Publication: Social Research
Publication Date: 22-MAR-03
Format: Online
Delivery: Immediate Online Access

Article Excerpt
WE SHOULD be surprised to discover Jews embraced by the word "pariah." A term plucked from the caste systems of the Asian subcontinent, its application to a Western and Near Eastern minority might seem to imply that all oppressed are oppressed in the same way. In what sense are the Jews of Christendom like the eponymous low-caste hereditary drumbeaters of southern India? So far as I know, none of the many writers who have called the Jew "pariah" have taken this question seriously, and neither will I. Since its first applications to Jews (in the 1820s?), the word has always served as a metaphor meant to trigger comparisons more polemical than analytic. (1) Nevertheless, the heat of these polemics has provided energy for the pursuit of many questions surrounding the role of the Jew within Christian societies. Here it will nourish a particularly torturous interrogation. To what extent are the analytic concepts by which the modern social sciences approach the study of "included outcasts" (concepts such as "pariah") themselves recapitulations of early Christian thinking about the Jews? To what extent, in other words, is the sociological a secularized form of the theological?
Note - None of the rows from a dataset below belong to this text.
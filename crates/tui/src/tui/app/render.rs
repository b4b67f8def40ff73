use std::cmp::min;

use ratatui::layout::{Alignment, Constraint, Direction, Layout, Rect};
use ratatui::style::{Color, Modifier, Style};
use ratatui::text::{Line, Span};
use ratatui::widgets::{Block, Borders, Cell, Clear, Paragraph, Row, Table, Wrap};
use ratatui::Frame;

use crate::core::format_time;
use crate::tui::constants::{ADD_LABEL, APP_TITLE, APP_VERSION, INPUT_PLACEHOLDER, LIST_TITLE};
use crate::tui::helpers::{
    accent_title, build_help_lines, centered_rect, checkbox, inset_rect, timer_button_label,
    timer_button_style, title_style, BG_ACCENT, BG_BASE, BG_PANEL,
};

use super::{App, InputMode};

impl App {
    pub(crate) fn draw(&mut self, f: &mut Frame<'_>) {
        let size = f.size();
        f.render_widget(Clear, size);
        f.render_widget(Block::default().style(Style::default().bg(BG_BASE)), size);
        let chunks = Layout::default()
            .direction(Direction::Vertical)
            .constraints([
                Constraint::Length(1),
                Constraint::Length(3),
                Constraint::Min(3),
                Constraint::Length(2),
            ])
            .split(size);

        self.draw_header(f, chunks[0]);
        self.draw_input(f, chunks[1]);
        self.draw_tasks(f, chunks[2]);
        self.draw_footer(f, chunks[3]);

        if self.input_mode == InputMode::Help {
            self.draw_help_overlay(f, size);
        }
    }

    fn draw_header(&self, f: &mut Frame<'_>, area: Rect) {
        let cols = Layout::default()
            .direction(Direction::Horizontal)
            .constraints([Constraint::Percentage(70), Constraint::Percentage(30)])
            .split(area);

        let left_line = Line::from(vec![
            Span::styled(
                format!(" {} v{} ⏱ ", APP_TITLE, APP_VERSION),
                Style::default()
                    .fg(Color::Green)
                    .add_modifier(Modifier::BOLD),
            ),
            Span::raw("  "),
            Span::styled(
                format!("📝 {}", self.config.log_path().display()),
                Style::default().fg(Color::DarkGray),
            ),
        ]);
        f.render_widget(
            Paragraph::new(left_line).style(Style::default().bg(BG_BASE)),
            cols[0],
        );

        let running = self.board.running_timers();
        let right_style = if running > 0 {
            Style::default().fg(Color::Red).add_modifier(Modifier::BOLD)
        } else {
            Style::default().fg(Color::DarkGray)
        };
        let right_para = Paragraph::new(Line::from(vec![Span::styled(
            format!("● {} running ", running),
            right_style,
        )]))
        .alignment(Alignment::Right)
        .style(Style::default().bg(BG_BASE));
        f.render_widget(right_para, cols[1]);
    }

    fn draw_input(&self, f: &mut Frame<'_>, area: Rect) {
        let editing = self.input_mode == InputMode::Add;
        let border = if editing {
            Style::default().fg(Color::Yellow)
        } else {
            Style::default().fg(Color::DarkGray)
        };
        let block = Block::default()
            .borders(Borders::ALL)
            .title(accent_title(&format!("➕ {} (a)", ADD_LABEL)))
            .border_style(border)
            .style(Style::default().bg(BG_PANEL));
        let inner = block.inner(area);
        f.render_widget(block, area);

        let line = if self.input.is_empty() {
            Line::from(vec![Span::styled(
                INPUT_PLACEHOLDER,
                Style::default().fg(Color::DarkGray),
            )])
        } else {
            Line::from(self.input.as_str().to_owned())
        };
        f.render_widget(
            Paragraph::new(line).style(Style::default().bg(BG_PANEL)),
            inner,
        );

        if editing && inner.width > 0 {
            let offset = self.input_cursor_width().min(inner.width.saturating_sub(1));
            f.set_cursor(inner.x + offset, inner.y);
        }
    }

    /// Display width of the input up to the cursor; CJK glyphs take two cells.
    fn input_cursor_width(&self) -> u16 {
        let width: usize = self
            .input
            .as_str()
            .chars()
            .take(self.input.cursor_col())
            .map(|ch| if ch.is_ascii() { 1 } else { 2 })
            .sum();
        u16::try_from(width).unwrap_or(u16::MAX)
    }

    fn draw_tasks(&mut self, f: &mut Frame<'_>, area: Rect) {
        let block = Block::default()
            .borders(Borders::ALL)
            .title(accent_title(LIST_TITLE))
            .border_style(Style::default().fg(Color::DarkGray))
            .style(Style::default().bg(BG_PANEL));

        if self.board.tasks().is_empty() {
            let inner = block.inner(area);
            f.render_widget(block, area);
            if inner.width == 0 || inner.height == 0 {
                return;
            }
            let lines = vec![
                Line::from(vec![Span::styled(
                    "No tasks yet ✨",
                    Style::default()
                        .fg(Color::Green)
                        .add_modifier(Modifier::BOLD),
                )]),
                Line::from(vec![Span::styled(
                    "Press 'a' to add a task.",
                    Style::default().fg(Color::Gray),
                )]),
            ];
            let content_area = centered_rect(inner.width.min(60), 2, inner);
            f.render_widget(
                Paragraph::new(lines)
                    .alignment(Alignment::Center)
                    .style(Style::default().bg(BG_PANEL)),
                content_area,
            );
            return;
        }

        let rows: Vec<Row> = self
            .board
            .tasks()
            .iter()
            .map(|task| {
                let timer = self.board.timer(task.id);
                let state = timer.map(|t| t.state()).unwrap_or_default();
                let elapsed = timer.map(|t| t.elapsed()).unwrap_or(task.time_spent);
                Row::new(vec![
                    Cell::from(checkbox(task.completed)),
                    Cell::from(Span::styled(task.title.clone(), title_style(task.completed))),
                    Cell::from(Span::styled(
                        format_time(elapsed),
                        Style::default().fg(Color::Gray),
                    )),
                    Cell::from(Span::styled(
                        format!("[{}]", timer_button_label(state)),
                        timer_button_style(state),
                    )),
                ])
            })
            .collect();

        let widths = [
            Constraint::Length(4),
            Constraint::Min(10),
            Constraint::Length(10),
            Constraint::Length(7),
        ];

        let table = Table::new(rows, widths)
            .block(block)
            .highlight_style(Style::default().bg(BG_ACCENT).add_modifier(Modifier::BOLD))
            .highlight_symbol("▶ ");

        f.render_stateful_widget(table, area, &mut self.table_state);
    }

    fn draw_footer(&self, f: &mut Frame<'_>, area: Rect) {
        let lines = Layout::default()
            .direction(Direction::Vertical)
            .constraints([Constraint::Length(1), Constraint::Length(1)])
            .split(area);

        let status_line = if let Some(status) = &self.status {
            Line::from(vec![Span::styled(status.text.clone(), status.style())])
        } else {
            Line::from(vec![Span::raw("Ready")])
        };
        f.render_widget(Paragraph::new(status_line), lines[0]);

        let help = match self.input_mode {
            InputMode::Normal => {
                "j/k move | a add ✚ | space done ✅ | enter start/stop ⏱ | ? help ❔ | q quit"
            }
            InputMode::Add => "Enter to add ✍️ • Esc to cancel",
            InputMode::Help => "Enter/Esc to close ❔",
        };
        let help_line = Line::from(vec![Span::styled(
            help,
            Style::default().fg(Color::DarkGray),
        )]);
        f.render_widget(Paragraph::new(help_line), lines[1]);
    }

    fn draw_help_overlay(&self, f: &mut Frame<'_>, area: Rect) {
        let lines = build_help_lines();
        let width = min(area.width.saturating_sub(10), 60);
        let height = min(lines.len() as u16 + 4, area.height.saturating_sub(2));
        let popup_area = centered_rect(width, height, area);
        f.render_widget(Clear, popup_area);

        let block = Block::default()
            .borders(Borders::ALL)
            .title(accent_title("⌨️ Keyboard Reference"))
            .border_style(Style::default().fg(Color::DarkGray))
            .style(Style::default().bg(BG_PANEL));
        let inner = block.inner(popup_area);
        f.render_widget(block, popup_area);

        if inner.width < 3 || inner.height < 3 {
            return;
        }

        let help_lines: Vec<Line> = lines
            .into_iter()
            .map(|(combo, desc)| {
                Line::from(vec![
                    Span::styled(combo, Style::default().fg(Color::Cyan)),
                    Span::raw("  "),
                    Span::raw(desc),
                ])
            })
            .collect();

        f.render_widget(
            Paragraph::new(help_lines)
                .wrap(Wrap { trim: true })
                .style(Style::default().bg(BG_PANEL)),
            inset_rect(inner, 1),
        );
    }
}
use std::io::{self, Stdout};
use std::time::Instant;

use anyhow::{Context, Result};
use crossterm::event::{self, Event, KeyEventKind};
use crossterm::execute;
use crossterm::terminal::{
    disable_raw_mode, enable_raw_mode, EnterAlternateScreen, LeaveAlternateScreen,
};
use ratatui::backend::CrosstermBackend;
use ratatui::Terminal;

use crate::config::AppConfig;
use crate::core::TaskBoard;

mod app;
mod buffer;
mod constants;
mod helpers;

use app::App;

type Backend = CrosstermBackend<Stdout>;

pub fn run(config: AppConfig) -> Result<()> {
    let board = TaskBoard::from_config(&config);
    tracing::info!(
        tasks = board.tasks().len(),
        tick_ms = config.tick_interval().as_millis() as u64,
        "starting terminal ui"
    );

    let mut stdout = io::stdout();
    enable_raw_mode().context("failed to enable raw mode")?;
    execute!(stdout, EnterAlternateScreen).context("failed to enter alternate screen")?;

    let backend = CrosstermBackend::new(stdout);
    let mut terminal = Terminal::new(backend).context("failed to initialize terminal")?;
    terminal.hide_cursor().context("failed to hide cursor")?;

    let mut app = App::new(config, board);
    let result = run_app(&mut terminal, &mut app);

    disable_raw_mode().context("failed to disable raw mode")?;
    execute!(terminal.backend_mut(), LeaveAlternateScreen)
        .context("failed to leave alternate screen")?;
    terminal.show_cursor().context("failed to show cursor")?;

    tracing::info!("terminal ui closed");
    result
}

fn run_app(terminal: &mut Terminal<Backend>, app: &mut App) -> Result<()> {
    loop {
        app.on_tick(Instant::now());
        terminal.draw(|f| app.draw(f))?;
        if app.should_quit() {
            break;
        }

        // Sleep until input arrives, a timer is due, or the screen needs a refresh.
        let timeout = app.poll_timeout(Instant::now());
        if event::poll(timeout)? {
            match event::read()? {
                Event::Key(key) if key.kind == KeyEventKind::Press => {
                    app.on_key(key, Instant::now())?
                }
                Event::Resize(_, _) => {}
                _ => {}
            }
        }
    }

    Ok(())
}
pub use tasktimer_tui::cli;
pub use tasktimer_tui::commands;
pub use tasktimer_tui::config;
pub use tasktimer_tui::logging;
pub use tasktimer_tui::tui;
pub use tasktimer_tui::AppConfig;

pub use tasktimer_core as core;
pub use tasktimer_core::model;
pub use tasktimer_core::{format_time, TaskBoard, TaskCollection};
Although Hannah Arendt made the "Jew as pariah" fashionable (1978; 1997 [1957]), it was Max Weber who made him scientifically respectable. Thanks in part to Nietzsche's influence, Jews played an important role in Weber's historical sociology. They "stimulated Weber's concept formation in the sociology of religion, resulting in such concepts as ethical prophecy, salvation religiosity and rational ethical religiosity, as well as resentment, the religiosity of retribution, the situation of a pariah people, pariah intellectualism, and pariah religiosity" (Schluchter, 1989: 164). Weber's serious engagement with the history of Judaism began in early versions of The Protestant Ethic and the Spirit of Capitalism (published in 1904-5). (2) That work sought to explain the emergence of capitalism not in terms of a victory of avarice or materialism over Christian asceticism and spirituality, but as a Hegelian synthesis of seeming opposites. Luther and Calvin had attained what no religion had heretofore achieved: a union of a spiritualized and transcendent religiosity with a disenchanted and rationalist ethics. The result, according to Weber, was a Protestant (and specifically Puritan) "worldly asceticism," a faith capable of reading the divine in the material, possessing a soteriology of prosperity, a "capitalist spirit."
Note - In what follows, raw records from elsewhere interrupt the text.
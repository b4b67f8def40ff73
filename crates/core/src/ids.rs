use chrono::Utc;

use crate::model::TaskId;

/// Source of fresh task ids. Implementations must never repeat a value.
pub trait IdSource {
    fn next_id(&mut self) -> TaskId;
}

/// Ids taken from the wall clock in Unix milliseconds.
///
/// Two tasks created within the same millisecond get consecutive ids, so the
/// sequence is strictly increasing even when the clock is not.
#[derive(Debug, Clone, Default)]
pub struct ClockIds {
    last: TaskId,
}

impl ClockIds {
    pub fn new() -> Self {
        Self::default()
    }

    /// Start issuing ids strictly above `last`.
    pub fn after(last: TaskId) -> Self {
        Self { last }
    }
}

impl IdSource for ClockIds {
    fn next_id(&mut self) -> TaskId {
        let now = u64::try_from(Utc::now().timestamp_millis()).unwrap_or_default();
        let id = now.max(self.last.saturating_add(1));
        self.last = id;
        id
    }
}

/// Deterministic ids counting up from a starting value.
#[derive(Debug, Clone)]
pub struct SequentialIds {
    next: TaskId,
}

impl SequentialIds {
    pub fn starting_at(next: TaskId) -> Self {
        Self { next }
    }
}

impl IdSource for SequentialIds {
    fn next_id(&mut self) -> TaskId {
        let id = self.next;
        self.next = self.next.saturating_add(1);
        id
    }
}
Through familiarity that famous phrase has lost its paradox, but this was not the case in 1905. To a society trained by Marxist and reactionary alike to associate capitalism with the "Jewish" world of matter and not the Christian world of spirit, Weber's thesis (or rather, synthesis) was an invitation to polemic. (3) That invitation was most famously accepted by Werner Sombart in his Die Juden und das Wirtschaflsleben (1911; translated as The Jews and Modern Capitalism, 1951). His argument was straightforward. The history of capitalism was driven by the migrations of the Jewish people, and had nothing to do with Christian theology. Whenever in the world's history economies flourished and profit grew, there could be found the Jew. "Israel passes over Europe like the sun: at its coming new life bursts forth; at its going all falls into decay" (1951: 13). Capitalism developed, not from Christian synthesis, but through the progressive colonization of the world by the Jew.
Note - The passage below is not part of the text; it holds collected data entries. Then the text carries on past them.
/// Render whole seconds as `HH:MM:SS`.
///
/// Every field is zero-padded to two digits. The hour field is not wrapped or
/// truncated, so totals of 100 hours and more widen it (`100:00:00`).
pub fn format_time(total_seconds: u64) -> String {
    let hours = total_seconds / 3600;
    let minutes = (total_seconds % 3600) / 60;
    let seconds = total_seconds % 60;
    format!("{hours:02}:{minutes:02}:{seconds:02}")
}

#[cfg(test)]
mod tests {
    use super::*;
    use rstest::rstest;

    #[rstest]
    #[case(0, "00:00:00")]
    #[case(59, "00:00:59")]
    #[case(61, "00:01:01")]
    #[case(3599, "00:59:59")]
    #[case(3661, "01:01:01")]
    #[case(86_399, "23:59:59")]
    #[case(359_999, "99:59:59")]
    fn formats_seconds(#[case] seconds: u64, #[case] expected: &str) {
        assert_eq!(format_time(seconds), expected);
    }

    #[test]
    fn widens_hour_field_past_ninety_nine() {
        assert_eq!(format_time(360_000), "100:00:00");
        assert_eq!(format_time(1_000 * 3600 + 61), "1000:01:01");
    }
}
Sombart trotted through the history of Europe and its colonies in search of evidence for his thesis, but it was the United States that served him as chief witness. Weber had invoked Benjamin Franklin's ethics of profit to argue that the purest example of the power of the Protestant synthesis could be seen among the Puritan settlers of North America. For Sombart, American capitalism was instead the product of heavy initial settlement by Jews and crypto-Jews (by which he meant Marranos, Huguenots, Puritans ...). "America in all its borders is a land of Jews." "[T] he United States (perhaps more than any other land) are filled to the brim with the Jewish Spirit." "In the face of this fact, is there not some justification for the opinion that the United States owe their very existence to the Jews? ... For what we call Americanism is nothing else, if we may say so, than the Jewish spirit distilled" (30, 38, 44).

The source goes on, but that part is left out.